• No results found

Concurrent auditory icons

4.3 Concurrent auditory displays

4.3.2 Concurrent auditory icons

Brazil & Fernstr¨om (2006) and Brazil et al. (2009) proposed the use of concurrent auditory icons and tested identification rates with an onset asynchrony of 300 ms. In these experiments, upwards of three concurrent ‘everyday sounds’ were presented diotically to users, who were asked to identify as many of them as possible using free-text responses. Results indicated that much higher correct identification rates were achieved with concurrent auditory icons than had been the case for concurrent earcons (Brazil & Fernstr¨om, 2006). It was found that performance was improved when the sounds were selected on the basis of not being produced by the same object or action (or method of excitation) (Brazil & Fernstr¨om, 2006; Brazil et al., 2009).

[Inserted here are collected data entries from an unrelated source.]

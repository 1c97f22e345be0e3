//! Reconciliation events and the subscriber registry

use crate::conflict::FieldConflict;
use crate::types::SyncAction;
use chrono::{DateTime, Utc};
use parking_lot::RwLock;
use serde::{Deserialize, Serialize};
use std::collections::HashMap;
use std::sync::Arc;

/// Entity type that receives every event
pub const WILDCARD: &str = "*";

/// Kinds of events published to subscribers
#[derive(Debug, Clone, Copy, PartialEq, Eq, Serialize, Deserialize)]
#[serde(rename_all = "snake_case")]
pub enum CoordinatorEventKind {
    /// Inbound state merged without any differing field
    DataSynced,
    /// Inbound state merged through the resolver; conflicts attached
    ConflictResolved,
    /// An action exhausted its retry budget
    SyncFailed,
}

/// An event published to sync listeners
#[derive(Debug, Clone, Serialize, Deserialize)]
pub struct CoordinatorEvent {
    /// Event kind
    #[serde(rename = "type")]
    pub kind: CoordinatorEventKind,
    /// Entity type the event concerns
    pub entity_type: String,
    /// Entity id, when the event concerns a single entity
    pub entity_id: Option<String>,
    /// Reconciled entity snapshot
    pub data: Option<serde_json::Value>,
    /// Field conflicts resolved during the merge; always attached for
    /// conflict-resolved events, even when every field took the default
    #[serde(default)]
    pub conflicts: Vec<FieldConflict>,
    /// The action that failed terminally (sync-failed only)
    pub failed_action: Option<SyncAction>,
    /// When the event was published
    pub timestamp: DateTime<Utc>,
}

impl CoordinatorEvent {
    /// Inbound merge with nothing to resolve; `at` comes from the
    /// publisher's clock
    pub fn data_synced(
        entity_type: impl Into<String>,
        entity_id: impl Into<String>,
        data: serde_json::Value,
        at: DateTime<Utc>,
    ) -> Self {
        Self {
            kind: CoordinatorEventKind::DataSynced,
            entity_type: entity_type.into(),
            entity_id: Some(entity_id.into()),
            data: Some(data),
            conflicts: Vec::new(),
            failed_action: None,
            timestamp: at,
        }
    }

    /// Inbound merge that went through the resolver
    pub fn conflict_resolved(
        entity_type: impl Into<String>,
        entity_id: impl Into<String>,
        data: serde_json::Value,
        conflicts: Vec<FieldConflict>,
        at: DateTime<Utc>,
    ) -> Self {
        Self {
            kind: CoordinatorEventKind::ConflictResolved,
            entity_type: entity_type.into(),
            entity_id: Some(entity_id.into()),
            data: Some(data),
            conflicts,
            failed_action: None,
            timestamp: at,
        }
    }

    /// Terminal delivery failure; `entity_id` identifies the record when
    /// the action's payload carried one
    pub fn sync_failed(action: SyncAction, entity_id: Option<String>, at: DateTime<Utc>) -> Self {
        Self {
            kind: CoordinatorEventKind::SyncFailed,
            entity_type: action.entity_type.clone(),
            entity_id,
            data: None,
            conflicts: Vec::new(),
            failed_action: Some(action),
            timestamp: at,
        }
    }
}

/// Handle for removing a listener
pub type ListenerId = String;

/// A subscriber callback
pub type SyncListener = Arc<dyn Fn(&CoordinatorEvent) + Send + Sync>;

/// Maps entity type (or `"*"`) to subscriber callbacks
///
/// Never persisted; rebuilt at process start.
#[derive(Default)]
pub struct ListenerRegistry {
    listeners: RwLock<HashMap<String, Vec<(ListenerId, SyncListener)>>>,
}

impl ListenerRegistry {
    pub fn new() -> Self {
        Self::default()
    }

    /// Register a listener, returning the id used for removal
    pub fn add(&self, entity_type: impl Into<String>, listener: SyncListener) -> ListenerId {
        let id = uuid::Uuid::new_v4().to_string();
        self.listeners
            .write()
            .entry(entity_type.into())
            .or_default()
            .push((id.clone(), listener));
        id
    }

    /// Remove a listener by id; true if it was registered
    pub fn remove(&self, entity_type: &str, id: &str) -> bool {
        let mut listeners = self.listeners.write();
        let Some(bucket) = listeners.get_mut(entity_type) else {
            return false;
        };
        let before = bucket.len();
        bucket.retain(|(listener_id, _)| listener_id != id);
        let removed = bucket.len() < before;
        if bucket.is_empty() {
            listeners.remove(entity_type);
        }
        removed
    }

    /// Drop every listener
    pub fn clear(&self) {
        self.listeners.write().clear();
    }

    /// Total registered listeners
    pub fn count(&self) -> usize {
        self.listeners.read().values().map(Vec::len).sum()
    }

    /// Invoke listeners of the event's entity type, then wildcard listeners
    pub fn publish(&self, event: &CoordinatorEvent) {
        let callbacks: Vec<SyncListener> = {
            let listeners = self.listeners.read();
            let mut callbacks = Vec::new();
            if let Some(bucket) = listeners.get(&event.entity_type) {
                callbacks.extend(bucket.iter().map(|(_, l)| l.clone()));
            }
            if event.entity_type != WILDCARD {
                if let Some(bucket) = listeners.get(WILDCARD) {
                    callbacks.extend(bucket.iter().map(|(_, l)| l.clone()));
                }
            }
            callbacks
        };

        for callback in callbacks {
            callback(event);
        }
    }
}

#[cfg(test)]
mod tests {
    use super::*;
    use parking_lot::Mutex;
    use serde_json::json;

    fn recording_listener() -> (SyncListener, Arc<Mutex<Vec<CoordinatorEventKind>>>) {
        let seen = Arc::new(Mutex::new(Vec::new()));
        let sink = seen.clone();
        let listener: SyncListener = Arc::new(move |event| {
            sink.lock().push(event.kind);
        });
        (listener, seen)
    }

    #[test]
    fn test_publish_reaches_type_and_wildcard_listeners() {
        let registry = ListenerRegistry::new();
        let (task_listener, task_seen) = recording_listener();
        let (any_listener, any_seen) = recording_listener();
        let (other_listener, other_seen) = recording_listener();

        registry.add("task", task_listener);
        registry.add(WILDCARD, any_listener);
        registry.add("violation", other_listener);

        registry.publish(&CoordinatorEvent::data_synced(
            "task",
            "t-1",
            json!({}),
            Utc::now(),
        ));

        assert_eq!(task_seen.lock().len(), 1);
        assert_eq!(any_seen.lock().len(), 1);
        assert!(other_seen.lock().is_empty());
    }

    #[test]
    fn test_remove_by_id() {
        let registry = ListenerRegistry::new();
        let (listener, seen) = recording_listener();
        let id = registry.add("task", listener);
        assert_eq!(registry.count(), 1);

        assert!(registry.remove("task", &id));
        assert!(!registry.remove("task", &id));
        assert_eq!(registry.count(), 0);

        registry.publish(&CoordinatorEvent::data_synced(
            "task",
            "t-1",
            json!({}),
            Utc::now(),
        ));
        assert!(seen.lock().is_empty());
    }

    #[test]
    fn test_clear_drops_everything() {
        let registry = ListenerRegistry::new();
        let (a, _) = recording_listener();
        let (b, _) = recording_listener();
        registry.add("task", a);
        registry.add(WILDCARD, b);

        registry.clear();
        assert_eq!(registry.count(), 0);
    }

    #[test]
    fn test_sync_failed_event_carries_action_and_entity_id() {
        let action = crate::types::SyncAction::new(
            crate::types::SyncActionKind::Update,
            "task",
            json!({"id": "t-1"}),
            3,
        );
        let id = action.id.clone();
        let at = Utc::now();

        let event = CoordinatorEvent::sync_failed(action, Some("t-1".to_string()), at);
        assert_eq!(event.kind, CoordinatorEventKind::SyncFailed);
        assert_eq!(event.entity_type, "task");
        assert_eq!(event.entity_id.as_deref(), Some("t-1"));
        assert_eq!(event.timestamp, at);
        assert_eq!(event.failed_action.unwrap().id, id);
    }
}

This is logical from both informational and energetic masking perspectives, as the change in excitation method and material would facilitate significant spectro-temporal differences and so reduce spectral overlaps and timbral similarities.

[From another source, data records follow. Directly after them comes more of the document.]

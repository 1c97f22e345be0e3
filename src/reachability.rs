//! Network reachability observer
//!
//! Raw connectivity samples (from the platform or the transport) pass
//! through a debouncer: a state must hold for the configured window before
//! a transition is emitted, so flapping connectivity fires nothing.
//! Committed transitions fan out over a watch channel, one notification per
//! transition.

use crate::clock::Clock;
use chrono::{DateTime, Utc};
use parking_lot::Mutex;
use std::sync::Arc;
use std::time::Duration;
use tokio::sync::watch;

/// Binary connectivity state
#[derive(Debug, Clone, Copy, PartialEq, Eq)]
pub enum Reachability {
    Online,
    Offline,
}

impl Reachability {
    pub fn is_online(self) -> bool {
        matches!(self, Reachability::Online)
    }
}

impl From<bool> for Reachability {
    fn from(online: bool) -> Self {
        if online {
            Reachability::Online
        } else {
            Reachability::Offline
        }
    }
}

/// Stable-for-window transition filter
///
/// Pure state machine: callers feed raw samples through [`offer`] and flush
/// matured pending states through [`poll`]; both return the committed
/// transition, if any.
///
/// [`offer`]: TransitionDebouncer::offer
/// [`poll`]: TransitionDebouncer::poll
pub struct TransitionDebouncer {
    current: Reachability,
    pending: Option<(Reachability, DateTime<Utc>)>,
    window: Duration,
}

impl TransitionDebouncer {
    pub fn new(initial: Reachability, window: Duration) -> Self {
        Self {
            current: initial,
            pending: None,
            window,
        }
    }

    /// The last committed state
    pub fn current(&self) -> Reachability {
        self.current
    }

    /// Feed a raw connectivity sample
    pub fn offer(&mut self, state: Reachability, now: DateTime<Utc>) -> Option<Reachability> {
        if state == self.current {
            // Flapped back before the window elapsed: no transition
            self.pending = None;
            return None;
        }

        match self.pending {
            Some((pending, _)) if pending == state => self.poll(now),
            _ => {
                self.pending = Some((state, now));
                self.poll(now)
            }
        }
    }

    /// Commit a pending state whose window has elapsed
    pub fn poll(&mut self, now: DateTime<Utc>) -> Option<Reachability> {
        let (pending, since) = self.pending?;
        let held = now.signed_duration_since(since);
        let window = chrono::Duration::from_std(self.window).ok()?;
        if held >= window {
            self.pending = None;
            self.current = pending;
            Some(pending)
        } else {
            None
        }
    }
}

/// Debounced reachability with watch-channel fan-out
pub struct ReachabilityObserver {
    debouncer: Mutex<TransitionDebouncer>,
    clock: Arc<dyn Clock>,
    tx: watch::Sender<Reachability>,
}

impl ReachabilityObserver {
    /// Create an observer seeded with the probed startup state
    pub fn new(initial: Reachability, window: Duration, clock: Arc<dyn Clock>) -> Self {
        let (tx, _) = watch::channel(initial);
        Self {
            debouncer: Mutex::new(TransitionDebouncer::new(initial, window)),
            clock,
            tx,
        }
    }

    /// The last committed state
    pub fn state(&self) -> Reachability {
        self.debouncer.lock().current()
    }

    /// Subscribe to committed transitions
    pub fn subscribe(&self) -> watch::Receiver<Reachability> {
        self.tx.subscribe()
    }

    /// Ingest a raw connectivity sample
    pub fn report(&self, online: bool) {
        let now = self.clock.now();
        let transition = self.debouncer.lock().offer(online.into(), now);
        self.notify(transition);
    }

    /// Flush a matured pending state; called from the housekeeping tick
    pub fn tick(&self) {
        let now = self.clock.now();
        let transition = self.debouncer.lock().poll(now);
        self.notify(transition);
    }

    fn notify(&self, transition: Option<Reachability>) {
        if let Some(state) = transition {
            tracing::info!("Reachability transition: {:?}", state);
            let _ = self.tx.send(state);
        }
    }
}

Though the identification rates reported by Brazil & Fernstr¨om (2006) and Brazil et al. (2009) were high, it is questionable whether a comparison with the results using concurrent earcons (i.e., (McGookin & Brewster, 2004a)) is justifiable, as the two studies required participants to perform slightly different tasks. With the auditory icon experiments, the user simply had to identify the nature of each of the sound sources. In the earcon experiments, however, it was necessary for participants to recognise the nature of the sources and recall the associated content. This difference introduced additional complexity in the latter experiment, which would be expected to negatively affect performance.

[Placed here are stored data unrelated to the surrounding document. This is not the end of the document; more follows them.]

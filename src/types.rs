//! Core types for FieldSync

use chrono::{DateTime, Utc};
use serde::{Deserialize, Serialize};

/// Composite cache key for an entity: `entity_type:entity_id`
pub fn entity_key(entity_type: &str, entity_id: &str) -> String {
    format!("{}:{}", entity_type, entity_id)
}

/// Kind of mutation awaiting delivery
#[derive(Debug, Clone, Copy, PartialEq, Eq, Serialize, Deserialize)]
#[serde(rename_all = "lowercase")]
pub enum SyncActionKind {
    Create,
    Update,
    Delete,
}

impl std::fmt::Display for SyncActionKind {
    fn fmt(&self, f: &mut std::fmt::Formatter<'_>) -> std::fmt::Result {
        match self {
            SyncActionKind::Create => write!(f, "create"),
            SyncActionKind::Update => write!(f, "update"),
            SyncActionKind::Delete => write!(f, "delete"),
        }
    }
}

impl std::str::FromStr for SyncActionKind {
    type Err = String;

    fn from_str(s: &str) -> Result<Self, Self::Err> {
        match s.to_lowercase().as_str() {
            "create" => Ok(SyncActionKind::Create),
            "update" => Ok(SyncActionKind::Update),
            "delete" => Ok(SyncActionKind::Delete),
            _ => Err(format!("Unknown sync action kind: {}", s)),
        }
    }
}

/// A pending mutation owned by the sync queue
///
/// The queue owns each action exclusively; the coordinator borrows one per
/// delivery attempt. `id` and `payload` never change across retries.
#[derive(Debug, Clone, Serialize, Deserialize)]
pub struct SyncAction {
    /// Unique identifier, stable for the action's whole lifetime
    pub id: String,
    /// Kind of mutation
    pub kind: SyncActionKind,
    /// Entity type this mutation targets (e.g., "violation", "task")
    pub entity_type: String,
    /// Entity snapshot or delta
    pub payload: serde_json::Value,
    /// When the action was enqueued
    pub enqueued_at: DateTime<Utc>,
    /// Failed delivery attempts so far
    #[serde(default)]
    pub retry_count: u32,
    /// Caller-supplied retry budget
    pub max_retries: u32,
}

impl SyncAction {
    /// Create a new action with a fresh id and zero retries
    pub fn new(
        kind: SyncActionKind,
        entity_type: impl Into<String>,
        payload: serde_json::Value,
        max_retries: u32,
    ) -> Self {
        Self {
            id: uuid::Uuid::new_v4().to_string(),
            kind,
            entity_type: entity_type.into(),
            payload,
            enqueued_at: Utc::now(),
            retry_count: 0,
            max_retries,
        }
    }

    /// Whether the retry budget is exhausted
    pub fn retries_exhausted(&self) -> bool {
        self.retry_count >= self.max_retries
    }
}

/// A change notification, used both as wire payload and internal message
#[derive(Debug, Clone, Serialize, Deserialize)]
pub struct SyncEvent {
    /// Event kind (e.g., "create", "update", "delete")
    pub kind: String,
    /// Entity identifier
    pub entity_id: String,
    /// Entity type
    pub entity_type: String,
    /// Entity snapshot
    pub data: serde_json::Value,
    /// When the event was produced
    pub timestamp: DateTime<Utc>,
    /// Who produced the event (device or server id)
    pub origin_id: String,
    /// Informational version number; logged, never gates a merge
    #[serde(default)]
    pub version: i64,
}

impl SyncEvent {
    /// Create an event for an entity snapshot
    pub fn new(
        kind: impl Into<String>,
        entity_type: impl Into<String>,
        entity_id: impl Into<String>,
        data: serde_json::Value,
        origin_id: impl Into<String>,
    ) -> Self {
        Self {
            kind: kind.into(),
            entity_id: entity_id.into(),
            entity_type: entity_type.into(),
            data,
            timestamp: Utc::now(),
            origin_id: origin_id.into(),
            version: 0,
        }
    }

    /// Set the version number
    pub fn with_version(mut self, version: i64) -> Self {
        self.version = version;
        self
    }

    /// Cache key for the entity this event concerns
    pub fn entity_key(&self) -> String {
        entity_key(&self.entity_type, &self.entity_id)
    }
}

/// Snapshot of the engine's externally visible state
#[derive(Debug, Clone, Serialize, Deserialize)]
pub struct SyncStatus {
    /// Whether the coordinator reached `Ready`
    pub is_initialized: bool,
    /// Transport connectivity at the time of the call
    pub is_connected: bool,
    /// Pending actions in the queue
    pub queue_length: usize,
    /// Registered field policies
    pub conflict_resolver_count: usize,
}

#[cfg(test)]
mod tests {
    use super::*;
    use std::str::FromStr;

    #[test]
    fn test_action_kind_round_trip() {
        for kind in [
            SyncActionKind::Create,
            SyncActionKind::Update,
            SyncActionKind::Delete,
        ] {
            let parsed = SyncActionKind::from_str(&kind.to_string()).unwrap();
            assert_eq!(parsed, kind);
        }
        assert!(SyncActionKind::from_str("upsert").is_err());
    }

    #[test]
    fn test_entity_key_format() {
        assert_eq!(entity_key("violation", "v-42"), "violation:v-42");

        let event = SyncEvent::new(
            "update",
            "task",
            "t-7",
            serde_json::json!({"status": "assigned"}),
            "server",
        );
        assert_eq!(event.entity_key(), "task:t-7");
    }

    #[test]
    fn test_new_action_has_budget() {
        let action = SyncAction::new(
            SyncActionKind::Create,
            "task",
            serde_json::json!({"id": "t-1"}),
            3,
        );
        assert_eq!(action.retry_count, 0);
        assert!(!action.retries_exhausted());
        assert!(!action.id.is_empty());
    }
}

Several displays have made use of concurrent auditory icons in different ways. Gaver et al. (1991) created a display to be used with a simulated factory. Up to 14 auditory icons were presented concurrently alongside a visual display, which could only display a limited section of the factory. The auditory icons were designed so as to have distinctive spectro-temporal characteristics to reduce masking and maximise discriminability. The display represented the machines using repeating loops of everyday sounds and used additional sounds to represent issues occurring within the factory (i.e., breaking glass and liquid spilling). Although recognition was not quantitatively measured, observations of participants working collaboratively in pairs on the simulation showed that they communicated more to solve problems when the auditory cues were presented, and responded reliably to error noises, but

often failed to notice when a looped sound stopped. Similarly, in one version of the Audio Aura display, proposed by Mynatt et al. (1998) to act as a peripheral display for the office environment, auditory icons were combined to create a soundscape of a seaside environment with different sonic elements representing different ideas.

Whilst both Gaver and Mynatt’s systems served primarily as displays indicating states, Putz (2004) and Frauenberger et al. (2004) proposed an interface which exploited spatial separation with concurrently presented auditory icons to represent hierarchical menus. The auditory icons were presented in the frontal hemisphere on the azimuthal plane in a virtual room. The users were able to zoom in or out of the display which controlled the number of concurrently presented items using a Gaussian window. At the most zoomed out, the user was able to hear all items (although more attenuated at the sides) and at the most zoomed in only one item was audible (Putz, 2004). The user navigated through the menus by turning their head towards the target item to select it and then used a keyboard to perform the required actions. The auditory icons were looped but, in order to allow better localisation, different frequency tones (referred to as pedestal tones) were added to each of the auditory icons using a small amount of amplitude modulation. Putz (2004) reported that many of the participants kept the display set to maximum zoom or used a hint button repeatedly until they found the item that they were looking for. These findings indicate that users struggled with the concurrent presentation of the auditory icons. As the users had the ability to change the zoom, it is unclear whether they would have become accustomed to this mode if fewer items had been presented concurrently or if they had got more used to the concurrent presentation.

It would seem, therefore, that there have been some contradictory findings in terms of the number of concurrent auditory icons that can be used reliably. It is unlikely, however, that many more than three would be sensible in most task-orientated scenarios (e.g., menu navigation). A much larger number of concurrent stimuli is possible in ambient state monitoring displays, where the use case involves monitoring the states of continuous processes, as in Gaver et al.’s (1991) ARKola simulation. This is probably due to different listening techniques being required by the two scenarios. Firstly, in ambient state monitoring displays, the sounds are present for an extended period, in which time the user is able to switch attention between concurrent streams and gain familiarity with the stimuli. In task driven presentations, however, it is likely that the stimuli will be considerably shorter and only briefly displayed to the user, giving them little time to familiarise themselves with available options or switch attention. In the task-orientated scenarios, the user must focus on each

item individually, make a decision about the nature of the source and infer the object with which it has been associated. The state-monitoring display requires the user to listen to the timbre of the mixture rather than each individual sound. Then, when a change occurs due to the addition or removal of a source, the user has to determine the nature of the item which has changed.